6月1日(土)、国立健康・栄養研究所(東京都新宿区)で「第67回生活習慣病予防講演会」が開催された。「賢く食べて脳卒中、心臓病を予防しよう」をテーマに、大澤俊彦氏(名古屋大農学部応用生命科学教授)、水嶋春朔氏(東京大医学教育国際協力研究センター講師)、池上幸江氏(大妻女子大教授)らが講演をおこなった。

食品中の抗酸化物質、脳卒中や心臓病など生活習慣病予防で期待

講演会の開催にあたって、同研究所の田中平三理事長が「生活習慣病の中の死因の3分の2を脳卒中と心臓病が占める」と挨拶し、日頃の食事による栄養管理が重要であると説いた。

また、大澤俊彦教授は「動脈硬化の予防のために注目したい食品」と題して講演。「今日の過剰な活性酸素の発生がさまざまな疾病を引き起こす原因となっている」とし、食品中の抗酸化物質の摂取は活性酸素の害を緩和し、老化防止に繋がると述べた。

大澤教授らは20年以上も前から、ハーブやスパイスなど食品素材を中心に抗酸化物質の研究を進め、とくにゴマ種子に含まれる脂溶性リグナン類のセサミンの研究に専心、「肝機能の改善や運動障害の軽減、乳がんの予防などの機能が明らかになってきた」という。この他、カレーの香辛料として知られる「ターメリック」色素のクルクミン、アブラナ科野菜、赤ワイン色素、ココアポリフェノールなどの機能性についても言及、抗酸化物質の疾病予防の可能性について説いた。

糖尿病、一部のがん、骨粗しょう症などはビタミン・ミネラル不足が関与

また、水嶋氏は「世界の疫学調査からみた”賢い食べ方”」と題して講演し、日本人の平均寿命を時系列で解説。

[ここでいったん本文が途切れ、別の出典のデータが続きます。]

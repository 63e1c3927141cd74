//! Wrong-answer review, retry, and mark-for-review notes.

use exam_core::model::SessionStatus;
use tracing::debug;

use super::service::SessionService;
use crate::error::SessionError;

impl SessionService {
    /// Full-list indices of submitted questions that scored below their maximum.
    #[must_use]
    pub fn wrong_answers(&self) -> Vec<usize> {
        self.slots
            .iter()
            .enumerate()
            .filter(|(_, slot)| slot.is_wrong())
            .map(|(i, _)| i)
            .collect()
    }

    /// Switch the live list between all questions and the wrong-answer subset.
    ///
    /// Returns whether the filter is on afterwards. With no wrong answers the
    /// list stays unfiltered. The current index resets to 0 whenever the list
    /// changes.
    ///
    /// # Errors
    ///
    /// Returns `InvalidState` before the session has started.
    pub fn toggle_wrong_answer_view(&mut self) -> Result<bool, SessionError> {
        if self.status() == SessionStatus::NotStarted {
            return Err(self.invalid_state());
        }

        if self.view.take().is_some() {
            self.current = 0;
            return Ok(false);
        }
        let wrong = self.wrong_answers();
        if wrong.is_empty() {
            return Ok(false);
        }
        debug!(session = %self.id(), wrong = wrong.len(), "wrong-answer view on");
        self.view = Some(wrong);
        self.current = 0;
        Ok(true)
    }

    /// Reset every wrong answer so it can be attempted again.
    ///
    /// Leaves the filter view, then jumps straight to the first reset question
    /// without consulting the navigation mode. Returns the reset full-list
    /// indices.
    ///
    /// # Errors
    ///
    /// Returns `InvalidState` unless the session is `InProgress`.
    pub fn retry_wrong_answers(&mut self) -> Result<Vec<usize>, SessionError> {
        self.require(SessionStatus::InProgress)?;

        let wrong = self.wrong_answers();
        self.clear_view();
        for &i in &wrong {
            self.slots[i].reset();
        }
        if let Some(&first) = wrong.first() {
            self.current = first;
        }
        debug!(session = %self.id(), reset = wrong.len(), "retrying wrong answers");
        Ok(wrong)
    }

    /// # Errors
    ///
    /// `InvalidState` unless `InProgress`, `IndexOutOfRange` for a bad index.
    pub fn mark_for_review(&mut self, index: usize) -> Result<(), SessionError> {
        let i = self.editable(index)?;
        self.slots[i].marked = true;
        Ok(())
    }

    /// Remove the mark and its note.
    ///
    /// # Errors
    ///
    /// Same as [`SessionService::mark_for_review`].
    pub fn unmark(&mut self, index: usize) -> Result<(), SessionError> {
        let i = self.editable(index)?;
        self.slots[i].marked = false;
        self.slots[i].note = None;
        Ok(())
    }

    /// Attach a note, marking the question. Blank text removes the note but
    /// keeps the mark.
    ///
    /// # Errors
    ///
    /// Same as [`SessionService::mark_for_review`].
    pub fn set_note(&mut self, index: usize, text: &str) -> Result<(), SessionError> {
        let i = self.editable(index)?;
        let slot = &mut self.slots[i];
        slot.marked = true;
        let text = text.trim();
        slot.note = (!text.is_empty()).then(|| text.to_owned());
        Ok(())
    }

    fn editable(&self, index: usize) -> Result<usize, SessionError> {
        self.require(SessionStatus::InProgress)?;
        self.resolve(index)
    }
}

「日本人の平均寿命は、明治、大正はとても短く、人生50年だった」とし、その原因を「全体的な栄養状態が悪く、医療や保健が十分発達していなかったため」と総括した。

氏によると、日本人の平均寿命が伸びだしたのは昭和40年くらいからで、結核をはじめとする感染症対策が進んだことや栄養改善が主要因という。また、この頃の死因の第一位は脳卒中だが、低栄養(低蛋白・低脂肪)を背景に、高食塩摂取が重なった結果であるとした。

また、池上氏は「保健機能食品の”賢い使い方”」と題して講演。「保健機能食品は食生活の改善をより充実させるために使うことが最も賢い使い方」とし、循環器疾患、糖尿病、一部のがん、骨粗しょう症などの疾患はビタミン・ミネラル不足が関与していることは疫学的にも明らかで、保健機能食品で補うことも良いとした。